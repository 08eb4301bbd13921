use std::collections::{BTreeMap, HashMap, LinkedList, VecDeque};

use crate::data::{Data, Visitor};
use crate::error::Result;
use crate::shape::Shape;

/// Visit every element in iteration order, stopping at the first error
fn visit_each<'a, V, D, I>(visitor: &mut V, elements: I) -> Result<()>
where
    V: Visitor,
    D: Data,
    I: IntoIterator<Item = &'a mut D>,
{
    elements
        .into_iter()
        .try_for_each(|element| visitor.visit(element))
}

impl<T: Data> Data for Vec<T> {
    const SHAPE: Shape = Shape::Container;

    fn gmap_mut<V: Visitor>(&mut self, visitor: &mut V) -> Result<()> {
        visit_each(visitor, self.iter_mut())
    }
}

impl<T: Data> Data for VecDeque<T> {
    const SHAPE: Shape = Shape::Container;

    fn gmap_mut<V: Visitor>(&mut self, visitor: &mut V) -> Result<()> {
        visit_each(visitor, self.iter_mut())
    }
}

impl<T: Data> Data for LinkedList<T> {
    const SHAPE: Shape = Shape::Container;

    fn gmap_mut<V: Visitor>(&mut self, visitor: &mut V) -> Result<()> {
        visit_each(visitor, self.iter_mut())
    }
}

impl<T: Data, const N: usize> Data for [T; N] {
    const SHAPE: Shape = Shape::Container;

    fn gmap_mut<V: Visitor>(&mut self, visitor: &mut V) -> Result<()> {
        visit_each(visitor, self.iter_mut())
    }
}

impl<T: Data> Data for Box<[T]> {
    const SHAPE: Shape = Shape::Container;

    fn gmap_mut<V: Visitor>(&mut self, visitor: &mut V) -> Result<()> {
        visit_each(visitor, self.iter_mut())
    }
}

// Maps hand out their values only: a key mutated in place would break the map's ordering
// or hashing invariants.

impl<K: 'static, V: Data> Data for BTreeMap<K, V> {
    const SHAPE: Shape = Shape::Container;

    fn gmap_mut<W: Visitor>(&mut self, visitor: &mut W) -> Result<()> {
        visit_each(visitor, self.values_mut())
    }
}

impl<K: 'static, V: Data, S: 'static> Data for HashMap<K, V, S> {
    const SHAPE: Shape = Shape::Container;

    fn gmap_mut<W: Visitor>(&mut self, visitor: &mut W) -> Result<()> {
        visit_each(visitor, self.values_mut())
    }
}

**EXERCISE INSTRUCTIONS:**
For this exercise, copy each line from the listing above that has the word "elements".

**WRITTEN SOLUTION:**
fn visit_each<'a, V, D, I>(visitor: &mut V, elements: I) -> Result<()>
    elements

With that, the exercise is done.